This is NOT a debate about live aboards, however for many years those using dinghy's to row back and forth across the river have been flouting the BA 24hr mooring rule. The not staying longer than 24hrs is generally complied with I would imagine, but the no return within 24hrs is not. Some have rubbed salt in the wound because when the BA tried to accommodate this transgression by providing dinghy only areas, many ignored the notices and just rowed straight across and moored anywhere along the mooring.
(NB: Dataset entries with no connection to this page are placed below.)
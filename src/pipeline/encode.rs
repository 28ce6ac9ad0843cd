//! Image encoding: `DynamicImage` → base64 PNG wrapped in `ImageData`.
//!
//! PNG is lossless, which keeps rendered text crisp for the vision model.
//! `detail: "high"` asks tile-based models for the full image budget; without
//! it fine print and small tables are lost.

use crate::error::ExtractionError;
use base64::{engine::general_purpose::STANDARD, Engine as _};
use edgequake_llm::ImageData;
use image::DynamicImage;
use std::io::Cursor;
use tracing::debug;

/// Encode a page image as a base64 PNG ready for the vision API.
pub fn encode_image(img: &DynamicImage) -> Result<ImageData, ExtractionError> {
    let mut buf = Vec::new();
    img.write_to(&mut Cursor::new(&mut buf), image::ImageFormat::Png)
        .map_err(|e| ExtractionError::Encode(e.to_string()))?;

    let b64 = STANDARD.encode(&buf);
    debug!("Encoded image → {} bytes base64", b64.len());

    Ok(ImageData::new(b64, "image/png").with_detail("high"))
}

/// Encode several images off the async executor, preserving order.
///
/// PNG compression of a full page is CPU-bound; each image is encoded on the
/// blocking pool and the results are joined.
pub async fn encode_images(images: &[&DynamicImage]) -> Result<Vec<ImageData>, ExtractionError> {
    let handles = images.iter().map(|img| {
        let img = (*img).clone();
        tokio::task::spawn_blocking(move || encode_image(&img))
    });

    futures::future::join_all(handles)
        .await
        .into_iter()
        .map(|joined| joined.unwrap_or_else(|e| Err(ExtractionError::Encode(e.to_string()))))
        .collect()
}
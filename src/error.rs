//! Error types for the edgequake-docparse library.
//!
//! The taxonomy is closed. Every failure a caller can recover from falls into
//! one of four kinds, reported by [`PipelineError::kind`]:
//!
//! * **Validation** — the input document is missing, unreadable, empty, or of
//!   an unsupported type. Detected before any extraction work.
//! * **Rasterization** — the page rasterizer could not produce images.
//! * **Cache** — the content cache failed to read or write
//!   (see [`crate::cache::CacheError`]).
//! * **Extraction** — the extraction service failed or returned nothing usable
//!   (see [`ExtractionError`]).
//!
//! Configuration errors ([`PipelineError::InvalidConfig`],
//! [`PipelineError::ProviderNotConfigured`]) are rejected before a pipeline is
//! constructed and never reach [`crate::Pipeline::process`].

use crate::cache::CacheError;
use serde::{Deserialize, Serialize};
use std::path::PathBuf;
use thiserror::Error;

/// All errors returned by the edgequake-docparse library.
#[derive(Debug, Error)]
pub enum PipelineError {
    // ── Validation errors ─────────────────────────────────────────────────
    /// Input file was not found at the given path.
    #[error("Document not found: '{path}'\nCheck the path exists and is readable.")]
    FileNotFound { path: PathBuf },

    /// Process does not have read permission on the file.
    #[error("Permission denied reading '{path}'\nTry: chmod +r {path:?}")]
    PermissionDenied { path: PathBuf },

    /// The file exists but contains zero bytes.
    #[error("Document '{path}' is empty")]
    EmptyDocument { path: PathBuf },

    /// The input string is not a valid file path or URL.
    #[error("Invalid input '{input}': not a file path or a valid HTTP/HTTPS URL")]
    InvalidInput { input: String },

    /// No rasterizer is registered for the document's extension.
    #[error("Unsupported document type '{extension}' for '{path}'")]
    UnsupportedFormat { path: PathBuf, extension: String },

    /// HTTP URL was syntactically valid but download failed.
    #[error("Failed to download '{url}': {reason}\nCheck your internet connection.")]
    DownloadFailed { url: String, reason: String },

    /// Download exceeded the configured timeout.
    #[error("Download timed out after {secs}s for '{url}'")]
    DownloadTimeout { url: String, secs: u64 },

    /// The rasterizer produced no pages for the requested range.
    #[error("Document '{document}' has no pages to process")]
    NoPages { document: String },

    // ── Rasterization errors ──────────────────────────────────────────────
    /// The page rasterizer failed.
    #[error(transparent)]
    Rasterization(#[from] RasterizeError),

    // ── Cache errors ──────────────────────────────────────────────────────
    /// Content cache I/O or serialisation failure.
    #[error(transparent)]
    Cache(#[from] CacheError),

    // ── Extraction errors ─────────────────────────────────────────────────
    /// The extraction service failed for the given pages (1-indexed).
    #[error("Extraction failed for page(s) {pages:?}: {source}")]
    Extraction {
        pages: Vec<usize>,
        #[source]
        source: ExtractionError,
    },

    // ── Config errors ─────────────────────────────────────────────────────
    /// Builder validation failed.
    #[error("Invalid configuration: {0}")]
    InvalidConfig(String),

    /// The configured provider is not initialised (missing API key etc.).
    #[error("LLM provider '{provider}' is not configured.\n{hint}")]
    ProviderNotConfigured { provider: String, hint: String },

    // ── Catch-all ─────────────────────────────────────────────────────────
    /// An internal invariant was violated.
    #[error("Internal error: {0}")]
    Internal(String),
}

impl PipelineError {
    /// Classify this error into the closed set of failure kinds.
    pub fn kind(&self) -> ErrorKind {
        match self {
            PipelineError::FileNotFound { .. }
            | PipelineError::PermissionDenied { .. }
            | PipelineError::EmptyDocument { .. }
            | PipelineError::InvalidInput { .. }
            | PipelineError::UnsupportedFormat { .. }
            | PipelineError::DownloadFailed { .. }
            | PipelineError::DownloadTimeout { .. }
            | PipelineError::NoPages { .. } => ErrorKind::Validation,
            PipelineError::Rasterization(_) => ErrorKind::Rasterization,
            PipelineError::Cache(_) => ErrorKind::Cache,
            PipelineError::Extraction { .. } => ErrorKind::Extraction,
            PipelineError::InvalidConfig(_) | PipelineError::ProviderNotConfigured { .. } => {
                ErrorKind::Config
            }
            PipelineError::Internal(_) => ErrorKind::Internal,
        }
    }
}

/// Coarse classification of a [`PipelineError`].
///
/// Serialised into [`crate::output::PipelineOutput::failure`] so callers that
/// only see JSON can still branch on the kind of failure.
#[derive(Debug, Clone, Copy, PartialEq, Eq, Serialize, Deserialize)]
#[serde(rename_all = "snake_case")]
pub enum ErrorKind {
    Validation,
    Rasterization,
    Cache,
    Extraction,
    Config,
    Internal,
}

/// A failure reported by the extraction service client.
///
/// The pipeline never retries these; retry with backoff is the job of the
/// client (see [`crate::extract::VisionExtractor`]).
#[derive(Debug, Clone, Error)]
pub enum ExtractionError {
    /// The service call failed after the client's own retries.
    #[error("service call failed after {retries} retries: {detail}")]
    ServiceFailed { retries: u32, detail: String },

    /// The service answered but the answer was empty.
    #[error("service returned no usable output")]
    EmptyResponse,

    /// The call did not finish within the configured timeout.
    #[error("service call timed out after {secs}s")]
    Timeout { secs: u64 },

    /// A page image could not be encoded for the request.
    #[error("image encoding failed: {0}")]
    Encode(String),

    /// Batch mode returned a per-unit list of the wrong length.
    #[error("batch returned {got} results for {expected} pages")]
    ResultCountMismatch { expected: usize, got: usize },
}

/// A failure reported by a page rasterizer.
#[derive(Debug, Error)]
pub enum RasterizeError {
    /// The document header/trailer is corrupt and cannot be parsed.
    #[error("Document '{path}' is corrupt: {detail}")]
    Corrupt { path: PathBuf, detail: String },

    /// The document requires a password but none (or a wrong one) was given.
    #[error("Document '{path}' is encrypted; provide the correct password")]
    PasswordRequired { path: PathBuf },

    /// Requested page lies beyond the end of the document.
    #[error("Page {page} is out of range (document has {total} pages)")]
    PageOutOfRange { page: usize, total: usize },

    /// The backend failed to render one page.
    #[error("Rasterisation failed for page {page}: {detail}")]
    PageFailed { page: usize, detail: String },

    /// Could not bind to the pdfium shared library.
    #[error(
        "Failed to bind to pdfium library: {0}\n\
Set PDFIUM_LIB_PATH=/path/to/libpdfium or install pdfium system-wide."
    )]
    Binding(String),

    /// Could not read or decode the source file.
    #[error("Failed to read '{path}': {detail}")]
    Read { path: PathBuf, detail: String },

    /// The blocking render task panicked or was cancelled.
    #[error("Render task failed: {0}")]
    Task(String),
}

#[cfg(test)]
mod tests {
    use super::*;

    #[test]
    fn validation_kinds() {
        let e = PipelineError::EmptyDocument {
            path: PathBuf::from("a.pdf"),
        };
        assert_eq!(e.kind(), ErrorKind::Validation);
        assert!(e.to_string().contains("a.pdf"));

        let e = PipelineError::NoPages {
            document: "report".into(),
        };
        assert_eq!(e.kind(), ErrorKind::Validation);
    }

    #[test]
    fn extraction_display_lists_pages() {
        let e = PipelineError::Extraction {
            pages: vec![3, 4],
            source: ExtractionError::Timeout { secs: 30 },
        };
        assert_eq!(e.kind(), ErrorKind::Extraction);
        let msg = e.to_string();
        assert!(msg.contains("[3, 4]"), "got: {msg}");
        assert!(msg.contains("30s"), "got: {msg}");
    }

    #[test]
    fn rasterize_converts_into_pipeline_error() {
        let e: PipelineError = RasterizeError::PageOutOfRange { page: 9, total: 5 }.into();
        assert_eq!(e.kind(), ErrorKind::Rasterization);
        assert!(e.to_string().contains("document has 5 pages"));
    }

    #[test]
    fn config_errors_are_not_runtime_kinds() {
        let e = PipelineError::InvalidConfig("batch size must be >= 1".into());
        assert_eq!(e.kind(), ErrorKind::Config);
        let e = PipelineError::ProviderNotConfigured {
            provider: "openai".into(),
            hint: "set OPENAI_API_KEY".into(),
        };
        assert_eq!(e.kind(), ErrorKind::Config);
    }

    #[test]
    fn error_kind_serialises_snake_case() {
        let json = serde_json::to_string(&ErrorKind::Rasterization).unwrap();
        assert_eq!(json, "\"rasterization\"");
    }
}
It looks like the parish council are now looking to rent out some of the mooring as long term mooring, whilst retaining a section for visitors. Common sense says that if that visitor section is overwhelmed by dinghy's back and forth then there will be no where for genuine visitors to moor, hence the policing of the mooring with contract law. I also rather suspect (rightly or wrongly) that regular transgression of the mooring rules will incur penalty charges, whereas the occasional transgression whether for tide or hire boats with different parties on board will not even be pursued. There is a town council agenda here and I'm sure it is not aimed at those who may stop at Thorpe on the way into Norwich, and again on the way out of Norwich.

So where does this leave the people who moor on the island? I rather suspect it leaves them with no official access unless they reach an agreement with the town council, which I also suspect will involve some sort of financial contribution. Slightly more ominous is the purchase of the land to the West and the closing of the bridge to traffic from the 10th April which will mean have to trespass to exit the island on foot that way. It does rather look like a planned, joined up approach has been used to reach a certain goal.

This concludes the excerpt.